## Brief
The lines below starting at the line containing "ipv4_default_route_set(&mut s, &[0, 0, 0, 0, 0, 0, 0, 0]);" and ending at the line containing "assert_eq!(get_result, HandlerResult::Ack(3));" are to be repeated exactly, with both ends kept and nothing else added.

## Stored data entries

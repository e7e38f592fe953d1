//! PID-specific handlers for the network interface model: interface
//! enumeration plus DHCP/Zeroconf/default-route/DNS configuration
//! (E1.37-2).

use jarule_core::buffer::ParamWriter;
use jarule_core::dispatch::HandlerResult;
use jarule_core::pid::nack;

use crate::state::{find_interface, NetworkRoot, MAX_DNS_LABEL};

pub fn list_interfaces(s: &NetworkRoot, _data: &[u8], w: &mut ParamWriter) -> HandlerResult {
    let _ = s;
    for iface in crate::state::FIXED_INTERFACES.iter() {
        w.push_u32(iface.id).push_u16(iface.hardware_type);
    }
    HandlerResult::Ack(w.len())
}

fn interface_id(data: &[u8]) -> Result<u32, HandlerResult> {
    if data.len() != 4 {
        return Err(HandlerResult::Nack(nack::FORMAT_ERROR));
    }
    Ok(u32::from_be_bytes([data[0], data[1], data[2], data[3]]))
}

pub fn interface_label(s: &NetworkRoot, data: &[u8], w: &mut ParamWriter) -> HandlerResult {
    let _ = s;
    let id = match interface_id(data) {
        Ok(id) => id,
        Err(r) => return r,
    };
    let Some(iface) = find_interface(id) else {
        return HandlerResult::Nack(nack::DATA_OUT_OF_RANGE);
    };
    w.push_u32(iface.id).push_bytes(iface.label.as_bytes());
    HandlerResult::Ack(w.len())
}

pub fn interface_hardware_address(s: &NetworkRoot, data: &[u8], w: &mut ParamWriter) -> HandlerResult {
    let _ = s;
    let id = match interface_id(data) {
        Ok(id) => id,
        Err(r) => return r,
    };
    let Some(iface) = find_interface(id) else {
        return HandlerResult::Nack(nack::DATA_OUT_OF_RANGE);
    };
    w.push_u32(iface.id).push_bytes(&iface.hardware_address);
    HandlerResult::Ack(w.len())
}

pub fn ipv4_dhcp_mode_get(s: &NetworkRoot, data: &[u8], w: &mut ParamWriter) -> HandlerResult {
    let _ = s;
    let id = match interface_id(data) {
        Ok(id) => id,
        Err(r) => return r,
    };
    let Some(iface) = find_interface(id) else {
        return HandlerResult::Nack(nack::DATA_OUT_OF_RANGE);
    };
    w.push_u32(iface.id).push_u8(iface.mode_fixed_on as u8);
    HandlerResult::Ack(w.len())
}

pub fn ipv4_zeroconf_mode_get(s: &NetworkRoot, data: &[u8], w: &mut ParamWriter) -> HandlerResult {
    ipv4_dhcp_mode_get(s, data, w)
}

pub fn ipv4_default_route_get(s: &NetworkRoot, _data: &[u8], w: &mut ParamWriter) -> HandlerResult {
    w.push_u32(s.default_route_iface).push_bytes(&s.default_route_ip);
    HandlerResult::Ack(w.len())
}

pub fn ipv4_default_route_set(s: &mut NetworkRoot, data: &[u8]) -> HandlerResult {
    if data.len() != 8 {
        return HandlerResult::Nack(nack::FORMAT_ERROR);
    }
    s.default_route_iface = u32::from_be_bytes([data[0], data[1], data[2], data[3]]);
    s.default_route_ip.copy_from_slice(&data[4..8]);
    HandlerResult::Ack(0)
}

pub fn dns_name_server_get(s: &NetworkRoot, data: &[u8], w: &mut ParamWriter) -> HandlerResult {
    if data.len() != 1 {
        return HandlerResult::Nack(nack::FORMAT_ERROR);
    }
    let index = data[0];
    if index == 0 || index > s.name_server_count {
        return HandlerResult::Nack(nack::DATA_OUT_OF_RANGE);
    }
    w.push_bytes(&s.name_servers[index as usize - 1]);
    HandlerResult::Ack(w.len())
}

pub fn dns_name_server_set(s: &mut NetworkRoot, data: &[u8]) -> HandlerResult {
    if data.len() != 5 {
        return HandlerResult::Nack(nack::FORMAT_ERROR);
    }
    let index = data[0];
    if index == 0 || index as usize > s.name_servers.len() {
        return HandlerResult::Nack(nack::DATA_OUT_OF_RANGE);
    }
    s.name_servers[index as usize - 1].copy_from_slice(&data[1..5]);
    if index > s.name_server_count {
        s.name_server_count = index;
    }
    HandlerResult::Ack(0)
}

pub fn dns_hostname_get(s: &NetworkRoot, _data: &[u8], w: &mut ParamWriter) -> HandlerResult {
    w.push_bytes(s.hostname.as_bytes());
    HandlerResult::Ack(w.len())
}

pub fn dns_hostname_set(s: &mut NetworkRoot, data: &[u8]) -> HandlerResult {
    set_label_field(&mut s.hostname, data)
}

pub fn dns_domain_name_get(s: &NetworkRoot, _data: &[u8], w: &mut ParamWriter) -> HandlerResult {
    w.push_bytes(s.domain_name.as_bytes());
    HandlerResult::Ack(w.len())
}

pub fn dns_domain_name_set(s: &mut NetworkRoot, data: &[u8]) -> HandlerResult {
    set_label_field(&mut s.domain_name, data)
}

fn set_label_field(field: &mut heapless::String<MAX_DNS_LABEL>, data: &[u8]) -> HandlerResult {
    if data.len() > MAX_DNS_LABEL {
        return HandlerResult::Nack(nack::FORMAT_ERROR);
    }
    let text = match core::str::from_utf8(data) {
        Ok(t) => t,
        Err(_) => return HandlerResult::Nack(nack::FORMAT_ERROR),
    };
    let mut value = heapless::String::new();
    if value.push_str(text).is_err() {
        return HandlerResult::Nack(nack::FORMAT_ERROR);
    }
    *field = value;
    HandlerResult::Ack(0)
}

#[cfg(test)]
mod tests {
    use super::*;

    fn writer(backing: &mut [u8]) -> ParamWriter<'_> {
        ParamWriter::new(backing)
    }

    #[test]
    fn list_interfaces_matches_fixed_table() {
        let s = NetworkRoot::default();
        let mut backing = [0u8; 64];
        let mut w = writer(&mut backing);
        let result = list_interfaces(&s, &[], &mut w);
        assert_eq!(result, HandlerResult::Ack(18));
        assert_eq!(
            &backing[..18],
            &[
                0, 0, 0, 1, 0, 0x01, //
                0, 0, 0, 3, 0, 0x1f, //
                0, 0, 0, 4, 0, 0x01, //
            ]
        );
    }

    #[test]
    fn interface_label_unknown_id_out_of_range() {
        let s = NetworkRoot::default();
        let mut backing = [0u8; 64];
        let mut w = writer(&mut backing);
        let result = interface_label(&s, &2u32.to_be_bytes(), &mut w);
        assert_eq!(result, HandlerResult::Nack(nack::DATA_OUT_OF_RANGE));
    }

    #[test]
    fn interface_label_known_id() {
        let s = NetworkRoot::default();
        let mut backing = [0u8; 64];
        let mut w = writer(&mut backing);
        let result = interface_label(&s, &1u32.to_be_bytes(), &mut w);
        assert_eq!(result, HandlerResult::Ack(8));
        assert_eq!(&backing[..8], b"\x00\x00\x00\x01eth0");
    }

    #[test]
    fn hardware_address_known_id() {
        let s = NetworkRoot::default();
        let mut backing = [0u8; 64];
        let mut w = writer(&mut backing);
        let result = interface_hardware_address(&s, &1u32.to_be_bytes(), &mut w);
        assert_eq!(result, HandlerResult::Ack(10));
        assert_eq!(&backing[..10], &[0, 0, 0, 1, 0x52, 0x12, 0x34, 0x56, 0x78, 0x9a]);
    }

    #[test]
    fn default_route_round_trips() {
        let mut s = NetworkRoot::default();
        let set_result = ipv4_default_route_set(&mut s, &[0, 0, 0, 0, 10, 10, 1, 2]);
        assert_eq!(set_result, HandlerResult::Ack(0));

        let mut backing = [0u8; 64];
        let mut w = writer(&mut backing);
        let get_result = ipv4_default_route_get(&s, &[], &mut w);
        assert_eq!(get_result, HandlerResult::Ack(8));
        assert_eq!(&backing[..8], &[0, 0, 0, 0, 10, 10, 1, 2]);
    }

    #[test]
    fn name_server_get_rejects_unset_index() {
        let mut s = NetworkRoot::default();
        ipv4_default_route_set(&mut s, &[0, 0, 0, 0, 0, 0, 0, 0]);
        let set_result = dns_name_server_set(&mut s, &[1, 10, 10, 1, 2]);
        assert_eq!(set_result, HandlerResult::Ack(0));

        let mut backing = [0u8; 64];
        let mut w = writer(&mut backing);
        let get_result = dns_name_server_get(&s, &[1], &mut w);
        assert_eq!(get_result, HandlerResult::Ack(4));
        assert_eq!(&backing[..4], &[10, 10, 1, 2]);

        let mut backing2 = [0u8; 64];
        let mut w2 = writer(&mut backing2);
        let out_of_range = dns_name_server_get(&s, &[3], &mut w2);
        assert_eq!(out_of_range, HandlerResult::Nack(nack::DATA_OUT_OF_RANGE));
    }

    #[test]
    fn hostname_round_trips() {
        let mut s = NetworkRoot::default();
        let set_result = dns_hostname_set(&mut s, b"foo");
        assert_eq!(set_result, HandlerResult::Ack(0));

        let mut backing = [0u8; 64];
        let mut w = writer(&mut backing);
        let get_result = dns_hostname_get(&s, &[], &mut w);
        assert_eq!(get_result, HandlerResult::Ack(3));
        assert_eq!(&backing[..3], b"foo");
    }

    #[test]
    fn domain_name_round_trips() {
        let mut s = NetworkRoot::default();
        dns_domain_name_set(&mut s, b"myco.co.nz");
        let mut backing = [0u8; 64];
        let mut w = writer(&mut backing);
        let get_result = dns_domain_name_get(&s, &[], &mut w);
        assert_eq!(get_result, HandlerResult::Ack(10));
        assert_eq!(&backing[..10], b"myco.co.nz");
    }
}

## Answer box
        ipv4_default_route_set(&mut s, &[0, 0, 0, 0, 0, 0, 0, 0]);
        let set_result = dns_name_server_set(&mut s, &[1, 10, 10, 1, 2]);
        assert_eq!(set_result, HandlerResult::Ack(0));

        let mut backing = [0u8; 64];
        let mut w = writer(&mut backing);
        let get_result = dns_name_server_get(&s, &[1], &mut w);
        assert_eq!(get_result, HandlerResult::Ack(4));
        assert_eq!(&backing[..4], &[10, 10, 1, 2]);

        let mut backing2 = [0u8; 64];
        let mut w2 = writer(&mut backing2);
        let out_of_range = dns_name_server_get(&s, &[3], &mut w2);
        assert_eq!(out_of_range, HandlerResult::Nack(nack::DATA_OUT_OF_RANGE));
    }

    #[test]
    fn hostname_round_trips() {
        let mut s = NetworkRoot::default();
        let set_result = dns_hostname_set(&mut s, b"foo");
        assert_eq!(set_result, HandlerResult::Ack(0));

        let mut backing = [0u8; 64];
        let mut w = writer(&mut backing);
        let get_result = dns_hostname_get(&s, &[], &mut w);
        assert_eq!(get_result, HandlerResult::Ack(3));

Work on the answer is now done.